For calibration you will need:
- A multi-meter, or to make it easier and safer, a kill-a-watt or similar.
- A hair dryer, soldering iron, electric heater, or anything else that uses a large amount of current
- A modified power cable that allows you to put a current transformer around only the hot (usually black) wire
- At this point all wires should be connected between your ESP and the Energy Monitor.
- Connect the Energy Monitor to the AC Transformer and plug it in – the ESP and Energy Meter should both have power. If either do not, check your connections.

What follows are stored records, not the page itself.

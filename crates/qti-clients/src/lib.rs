//! API clients for QTI test delivery.
//!
//! Three clients share the authenticated pipeline from `qti-http`:
//! - [`TeacherClient`]: assessments, deliveries, student sessions and results
//! - [`ToolsClient`]: package upload and assessment settings
//! - [`StudentClient`]: code-based sign-in, test context and session state
//!
//! Each keeps its credentials under its own storage namespace, so the three
//! can share one [`qti_storage::KeyValueStore`].

mod account;
mod error;
pub mod models;
mod options;
mod student;
mod teacher;
mod tools;

pub use account::AccountSession;
pub use error::{ClientError, ClientResult};
pub use options::ClientOptions;
pub use student::{date_id, StudentClient, StudentReauthenticator};
pub use teacher::TeacherClient;
pub use tools::ToolsClient;

#[cfg(test)]
mod tests;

- Connect your ESP to your computer via USB cable
- Open the Arduino IDE, and go to Tools > Serial Monitor
- Values should be scrolling by. If you do not see anything in the serial window, make sure the correct COM port is selected for your ESP in the Arduino IDE.

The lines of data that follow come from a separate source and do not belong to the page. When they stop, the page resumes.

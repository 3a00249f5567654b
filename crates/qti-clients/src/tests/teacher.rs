//! Teacher client scenarios.

use super::harness::{only_for, options, Backend, Provider};
use crate::models::{
    NewTestset, NewTestsetSession, SessionState, StatsTarget, TestsetState, TestsetUpdate,
};
use crate::{ClientError, TeacherClient};
use qti_http::HttpResponse;
use qti_storage::MemoryStore;
use serde_json::json;
use std::sync::Arc;

fn access_granted(backend: &Arc<Backend>) {
    backend.data("POST /access", json!({"hasAccess": true}));
}

async fn signed_in(backend: &Arc<Backend>) -> TeacherClient {
    access_granted(backend);
    let storage = Arc::new(MemoryStore::new());
    let teacher = TeacherClient::new(&options(backend, &storage), Provider::new()).unwrap();
    teacher.authenticate("t@example.com", "secret").await.unwrap();
    teacher
}

#[tokio::test]
async fn authenticate_checks_access_with_new_token() {
    let backend = Backend::new();
    let teacher = signed_in(&backend).await;

    assert!(teacher.is_logged_in());
    assert_eq!(teacher.access_token().as_deref(), Some("A1"));
    let access = backend.last("POST /access");
    assert_eq!(access.authorization.as_deref(), Some("Bearer A1"));
}

#[tokio::test]
async fn denied_access_discards_credentials() {
    let backend = Backend::new().data("POST /access", json!({"hasAccess": false}));
    let storage = Arc::new(MemoryStore::new());
    let teacher = TeacherClient::new(&options(&backend, &storage), Provider::new()).unwrap();

    let err = teacher.authenticate("t@example.com", "secret").await.unwrap_err();

    assert!(matches!(err, ClientError::AccessDenied));
    assert!(!teacher.is_logged_in());
    assert!(storage.is_empty());
}

#[tokio::test]
async fn access_check_can_be_skipped() {
    let backend = Backend::new();
    let storage = Arc::new(MemoryStore::new());
    let teacher = TeacherClient::new(
        &options(&backend, &storage).check_access(false),
        Provider::new(),
    )
    .unwrap();

    teacher.authenticate("t@example.com", "secret").await.unwrap();

    assert!(backend.seen().is_empty());
    assert!(teacher.is_logged_in());
}

#[tokio::test]
async fn admin_header_is_sent() {
    let backend = Backend::new().data("GET /sessions", json!([]));
    access_granted(&backend);
    let storage = Arc::new(MemoryStore::new());
    let teacher =
        TeacherClient::new(&options(&backend, &storage).admin(true), Provider::new()).unwrap();
    teacher.authenticate("t@example.com", "secret").await.unwrap();

    teacher.get_sessions().await.unwrap();

    assert_eq!(backend.last("GET /sessions").header("x-admin"), Some("true"));
    assert_eq!(backend.last("GET /sessions").header("x-app"), None);
}

#[tokio::test]
async fn list_endpoints_unwrap_their_collections() {
    let backend = Backend::new()
        .data(
            "GET /assessments",
            json!({"assessments": [{"id": "A1", "name": "Math", "packageId": "P1"}]}),
        )
        .data("GET /packages", json!({}));
    let teacher = signed_in(&backend).await;

    let assessments = teacher.get_assessments().await.unwrap();
    assert_eq!(assessments.len(), 1);
    assert_eq!(assessments[0].name, "Math");
    assert!(teacher.get_packages().await.unwrap().is_empty());
}

#[tokio::test]
async fn request_bodies_match_backend_contract() {
    let delivery = json!({"id": "D1", "assessmentId": "A1", "state": "active"});
    let backend = Backend::new()
        .data("POST /delivery/create", delivery.clone())
        .data("POST /delivery/stop", delivery.clone())
        .data("POST /plan", json!([]))
        .data("POST /session/reset", json!(null))
        .data("POST /student/update", json!(null));
    let teacher = signed_in(&backend).await;

    let created = teacher.create_delivery("A1").await.unwrap();
    assert_eq!(created.id, "D1");
    teacher.stop_delivery("D1").await.unwrap();
    teacher
        .plan_students(Some(3), None)
        .await
        .unwrap();
    teacher.reset_session("S1").await.unwrap();
    teacher.add_student_identification("S1", "Ada").await.unwrap();

    assert_eq!(backend.last("POST /delivery/create").json(), json!({"assessmentId": "A1"}));
    assert_eq!(backend.last("POST /delivery/stop").json(), json!({"code": "D1"}));
    assert_eq!(
        backend.last("POST /plan").json(),
        json!({"count": 3, "deliveryCodes": null})
    );
    assert_eq!(backend.last("POST /session/reset").json(), json!({"code": "S1"}));
    assert_eq!(
        backend.last("POST /student/update").json(),
        json!({"code": "S1", "identification": "Ada"})
    );
}

#[tokio::test]
async fn csv_download_is_returned_verbatim() {
    let backend = Backend::new().on("GET /delivery/D1/csv", |_| {
        HttpResponse::new(200, "code;score\nS1;3\n")
    });
    let teacher = signed_in(&backend).await;

    let csv = teacher.download_results_by_delivery_code("D1").await.unwrap();
    assert_eq!(csv, b"code;score\nS1;3\n".to_vec());
}

#[tokio::test]
async fn score_delivery_returns_count() {
    let backend = Backend::new().data("POST /delivery/D1/score", json!({"scoredSessions": 12}));
    let teacher = signed_in(&backend).await;

    assert_eq!(teacher.score_delivery("D1").await.unwrap(), 12);
}

/// An expired token is refreshed and the call replayed transparently.
#[tokio::test]
async fn expired_token_is_refreshed() {
    let backend = Backend::new().on("GET /sessions", only_for("R1", json!([])));
    let teacher = signed_in(&backend).await;

    let sessions = teacher.get_sessions().await.unwrap();

    assert!(sessions.is_empty());
    assert_eq!(teacher.access_token().as_deref(), Some("R1"));
    assert_eq!(
        backend.routes_seen(),
        vec!["POST /access", "GET /sessions", "GET /sessions"]
    );
}

#[tokio::test]
async fn logged_in_user_uses_held_token() {
    let backend = Backend::new();
    let teacher = signed_in(&backend).await;

    let user = teacher.logged_in_user().await.unwrap();
    assert_eq!(user.local_id, "user-of-A1");
}

#[tokio::test]
async fn rejected_lookup_ends_session() {
    for (status, keeps_session) in [(400u16, false), (401, false), (500, true)] {
        let backend = Backend::new();
        access_granted(&backend);
        let storage = Arc::new(MemoryStore::new());
        let teacher =
            TeacherClient::new(&options(&backend, &storage), Provider::failing_lookup(status))
                .unwrap();
        teacher.authenticate("t@example.com", "secret").await.unwrap();

        assert!(teacher.logged_in_user().await.is_none());
        assert_eq!(teacher.is_logged_in(), keeps_session, "status {status}");
    }
}

#[tokio::test]
async fn logout_clears_storage() {
    let backend = Backend::new();
    access_granted(&backend);
    let storage = Arc::new(MemoryStore::new());
    let teacher = TeacherClient::new(&options(&backend, &storage), Provider::new()).unwrap();
    teacher.authenticate("t@example.com", "secret").await.unwrap();
    assert_eq!(storage.len(), 1);

    teacher.logout();

    assert!(storage.is_empty());
    assert_eq!(teacher.access_token(), None);
}

#[tokio::test]
async fn testset_management() {
    let testset = json!({
        "id": "TS1",
        "name": "Spring",
        "teacherId": "T1",
        "assessmentIds": ["A1", "A2"],
        "isActive": true
    });
    let backend = Backend::new()
        .data("POST /testsets", testset.clone())
        .data("PUT /testsets/TS1", testset.clone())
        .data("GET /testsets", json!([testset.clone()]))
        .data("GET /testsets/TS1", testset.clone())
        .data("DELETE /testsets/TS1", json!(null));
    let teacher = signed_in(&backend).await;

    let created = teacher
        .create_testset(&NewTestset {
            name: "Spring".to_string(),
            assessment_ids: vec!["A1".to_string(), "A2".to_string()],
            is_active: true,
            ..NewTestset::default()
        })
        .await
        .unwrap();
    assert_eq!(created.assessment_ids, vec!["A1", "A2"]);
    teacher
        .update_testset(
            "TS1",
            &TestsetUpdate {
                name: Some("Spring B".to_string()),
                ..TestsetUpdate::default()
            },
        )
        .await
        .unwrap();
    assert_eq!(teacher.get_testsets().await.unwrap().len(), 1);
    assert_eq!(teacher.get_testset("TS1").await.unwrap().name, "Spring");
    teacher.delete_testset("TS1").await.unwrap();

    assert_eq!(
        backend.last("POST /testsets").json(),
        json!({"name": "Spring", "assessmentIds": ["A1", "A2"], "isActive": true})
    );
    assert_eq!(backend.last("PUT /testsets/TS1").json(), json!({"name": "Spring B"}));
    assert!(backend.routes_seen().contains(&"DELETE /testsets/TS1".to_string()));
}

#[tokio::test]
async fn testset_session_management() {
    let session = json!({"id": "TSS1", "code": "TS-42", "testsetId": "TS1", "state": "not_started"});
    let backend = Backend::new()
        .data("POST /testset-sessions", session.clone())
        .data("GET /testset-sessions/TSS1", session.clone())
        .data("GET /testsetsessions", json!([session.clone()]))
        .data("POST /testset-sessions/TSS1/reset", json!(null))
        .data("DELETE /testset-sessions/TSS1", json!(null));
    let teacher = signed_in(&backend).await;

    let created = teacher
        .create_testset_session(&NewTestsetSession {
            testset_id: "TS1".to_string(),
            student_id: "st-7".to_string(),
            identification: Some("Ada".to_string()),
            metadata: None,
        })
        .await
        .unwrap();
    assert_eq!(created.state, TestsetState::NotStarted);
    assert_eq!(teacher.get_testset_session("TSS1").await.unwrap().code, "TS-42");
    assert_eq!(teacher.get_testset_sessions().await.unwrap().len(), 1);
    teacher.reset_testset_session("TSS1").await.unwrap();
    teacher.delete_testset_session("TSS1").await.unwrap();

    assert_eq!(
        backend.last("POST /testset-sessions").json(),
        json!({"testsetId": "TS1", "studentId": "st-7", "identification": "Ada"})
    );
    let trail = backend.routes_seen();
    assert!(trail.contains(&"POST /testset-sessions/TSS1/reset".to_string()));
    assert!(trail.contains(&"DELETE /testset-sessions/TSS1".to_string()));
}

#[tokio::test]
async fn testset_results() {
    let result = json!({
        "testsetSessionId": "TSS1",
        "testsetId": "TS1",
        "state": "completed",
        "sessions": [{"code": "S1", "assessmentId": "A1", "sessionState": "scored"}]
    });
    let backend = Backend::new()
        .data("GET /testsets/TS1/results", json!([result.clone()]))
        .data("GET /testset-sessions/TSS1/result", result.clone())
        .on("GET /testsets/TS1/results/download", |_| {
            HttpResponse::new(200, "session;score\nTSS1;7\n")
        });
    let teacher = signed_in(&backend).await;

    let results = teacher.get_testset_results("TS1").await.unwrap();
    assert_eq!(results[0].sessions[0].session_state, SessionState::Scored);
    let one = teacher.get_testset_result("TSS1").await.unwrap();
    assert_eq!(one.state, TestsetState::Completed);
    let file = teacher.download_testset_results("TS1").await.unwrap();
    assert_eq!(file, b"session;score\nTSS1;7\n".to_vec());
}

#[tokio::test]
async fn item_statistics() {
    let report = json!({
        "assessmentId": "A1",
        "assessmentName": "Math",
        "lastUpdated": 1700000000,
        "deliveryId": "D1",
        "deliveryCode": "DC1",
        "itemStatistics": [{
            "itemId": "I1",
            "responseIdentifier": "RESPONSE",
            "count": 2,
            "numberCorrect": 1,
            "responses": [{"id": "U1", "value": "42", "count": 2, "score": 1, "scoreExternal": null}]
        }]
    });
    let backend = Backend::new()
        .data("GET /delivery/D1/itemStats", json!([report.clone()]))
        .data("GET /assessment/A1/itemStats", json!([report.clone()]))
        .data("POST /assessment/A1/itemStats/I1", json!(null));
    let teacher = signed_in(&backend).await;

    let by_delivery = teacher
        .get_item_stats_by_delivery("D1", StatsTarget::Teacher)
        .await
        .unwrap();
    assert_eq!(by_delivery[0].delivery_code.as_deref(), Some("DC1"));
    let responses = &by_delivery[0].item_statistics[0].responses;
    assert_eq!(responses[0].score, Some(1.0));
    assert_eq!(responses[0].score_external, None);
    teacher
        .get_item_stats_by_assessment("A1", StatsTarget::Reviewer)
        .await
        .unwrap();
    teacher
        .update_item_stat_response_score("I1", "A1", "U1", Some(0.5), StatsTarget::Reviewer)
        .await
        .unwrap();

    assert_eq!(backend.last("GET /delivery/D1/itemStats").query.as_deref(), Some("role=teacher"));
    assert_eq!(
        backend.last("GET /assessment/A1/itemStats").query.as_deref(),
        Some("role=reviewer")
    );
    assert_eq!(
        backend.last("POST /assessment/A1/itemStats/I1").json(),
        json!({"responseId": "U1", "scoreExternal": 0.5, "target": "reviewer"})
    );
}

- In the Serial Monitor window, view the value for Voltage – take note of this (if you are getting a value above 65k, something is not hooked up or working correctly)
- Take a reading of the actual voltage from an outlet in your house. For the Kill-a-watt, just plug it in, and select voltage. Compare the values.
- Adjust the value for VoltageGain in src.ino by calculating:
New VoltageGain = (your voltage reading / energy monitor voltage reading) * 32428
Test again after adjusting the value and re-uploading the sketch to your ESP. If it is still off, do the procedure again, but replace the 32428 with the value that you changed VoltageGain to.
For calibrating CurrentGainCT1 & CurrentGainCT2:
- In the Serial Monitor window, view the value for Current (if you are getting a value above 65k, something is not hooked up or working correctly)
- Compare what you are seeing for current from the Energy Monitor to the reading on the Kill-a-watt
- Adjust the value for CurrentGainCT1 or CurrentGainCT2 in src.ino by calculating:
New CurrentGainCT1 or CurrentGainCT2 = (your current reading / energy monitor current reading) * 46539
Test again after adjusting the value and re-uploading the sketch to your ESP. If it is still off, do this again, but replace the 46539 with the value that you changed CurrentGainCT1 or CurrentGainCT2 to. It is possible that the two identical current sensors will have different CurrentGain numbers due to variances in manufacturing, but it shouldn’t be drastic.
Note that the positioning of the CT sensor on the hot wire can have an effect on the current reading.
For more details, see the Calibration Procedure in the Microchip Application notes.